The texture on the first screenshot has already be pointed out, in the Dialogue-1 there is a loss of detail on the shadow of the shirt collar (right one), in the Dialogue-2 the collarbone line (on the left) has a loss of detail.
While it's a compromise (the background is a lot less blocky) I hate blurred lines and loss of details (I never use --tune anime for this very reason), that's a step back I would not love to make.

I'm sure we will see improvements in the future (x264 before fgo/psy-rd wasn't better than this), but for now there are still some drawbacks compared to x264.

Procrastinating
15th December 2013, 04:52
still the size and overall quality is acceptable for a 8-bit encoded imo, I wonder what x265 10-bit looks like, probably great
Except if you read the post they were both 10-bit outputs :>

@Atak_Snajpera, I'm not one for pickiness, but I definitely prefer the lesser bleeding of lines, general blockiness and noisiness to the x264 output, but again a change in presets would change the results here on both ends.
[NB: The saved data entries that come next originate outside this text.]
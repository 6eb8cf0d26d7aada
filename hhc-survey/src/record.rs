use chrono::NaiveDate;
use serde::{Deserialize, Serialize};

/// One household from the survey.
///
/// `survey` is `None` when the CSV value could not be parsed as `YYYY-MM-DD`.
/// Categorical fields are `None` when the cell was empty.
#[derive(Debug, Clone, Default, PartialEq, Eq, Serialize)]
pub struct SurveyRecord {
    pub survey: Option<NaiveDate>,
    pub ownrent: Option<String>,
    pub electricity: Option<String>,
    pub latrine: Option<String>,
    pub hohreligion: Option<String>,
}

/// Raw CSV row as deserialized by `csv` + `serde`, before date parsing and trimming.
/// Columns not listed here are ignored.
#[derive(Debug, Deserialize)]
pub(crate) struct SurveyRow {
    #[serde(default)]
    pub survey: Option<String>,
    #[serde(default)]
    pub ownrent: Option<String>,
    #[serde(default)]
    pub electricity: Option<String>,
    #[serde(default)]
    pub latrine: Option<String>,
    #[serde(default)]
    pub hohreligion: Option<String>,
}

fn non_empty(value: Option<String>) -> Option<String> {
    value
        .map(|v| v.trim().to_string())
        .filter(|v| !v.is_empty())
}

impl SurveyRow {
    /// Convert into a record. The raw survey value is returned alongside when it
    /// was present but not a valid date, so the caller can report it.
    pub(crate) fn into_record(self) -> (SurveyRecord, Option<String>) {
        let raw_date = non_empty(self.survey);
        let survey = raw_date
            .as_deref()
            .and_then(|raw| hhc_utils::dates::parse_date(raw).ok());
        let rejected = match (&survey, raw_date) {
            (None, Some(raw)) => Some(raw),
            _ => None,
        };
        let record = SurveyRecord {
            survey,
            ownrent: non_empty(self.ownrent),
            electricity: non_empty(self.electricity),
            latrine: non_empty(self.latrine),
            hohreligion: non_empty(self.hohreligion),
        };
        (record, rejected)
    }
}
use chrono::NaiveDate;
use serde::{Deserialize, Serialize};
use std::fmt;

/// An inclusive date range picked with the time brush.
///
/// A range whose start is after its end is kept as-is and selects nothing.
#[derive(Clone, Eq, PartialEq, Copy, Debug, Serialize, Deserialize)]
pub struct SelectionRange {
    pub start: NaiveDate,
    pub end: NaiveDate,
}

impl SelectionRange {
    pub fn new(start: NaiveDate, end: NaiveDate) -> Self {
        Self { start, end }
    }

    pub fn contains(&self, date: NaiveDate) -> bool {
        self.start <= date && date <= self.end
    }

    pub fn is_empty(&self) -> bool {
        self.start > self.end
    }
}

impl fmt::Display for SelectionRange {
    fn fmt(&self, f: &mut fmt::Formatter<'_>) -> fmt::Result {
        write!(
            f,
            "{} to {}",
            hhc_utils::dates::format_date(&self.start),
            hhc_utils::dates::format_date(&self.end)
        )
    }
}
Similarly I don't think a --tune animaiton comparison is fair either because that's just adding further incomparable parameters. The ideal comparison would be to find the "most optimal" parameters for a sequence on both x264 and x265, and compare that, though as you have suggested, even that would be subjective.

You might prefer a grainer output, but I still feel that 10-bit x265 looks considerably better on defaults for anime sources.
I don't see how one could see that it is "more blurry" as the lines are sharper, due to less mosquito noise and blocking of the lines if anything, and no more blurred comparatively. I didn't even notice the black-on-black blending on my old TN monitor(whoops) so I concede that some threshold is blending low-contrast areas together on x265, but that is a particularly black-on-black case(though it needs to be considered at least).

Nozdrum
15th December 2013, 05:07
Except if you read the post they were both 10-bit outputs :>

I just read that in H.265 is 10-bit standard, this is not bad because 8-bit is honestly getting old, I mean, even the crappiest notebook can play smoothly 10-bit streams now, so no wonder they're using it as standard, still x265 can be improved even more, I like detailed backgrounds especially in anime, sometimes they're just like paintings and losing all those details in not very nice. Even if the artifacts creation is very lower than x264, at least from these screenshots, I think that preserving as much detail as possible, at the same bitrate, should be the priority, but I can't tell for sure unless I watch a dozen of videos, I'm very interested in what x265 can do with anime sources, I hope that we'll get a good animation tune, just like x264.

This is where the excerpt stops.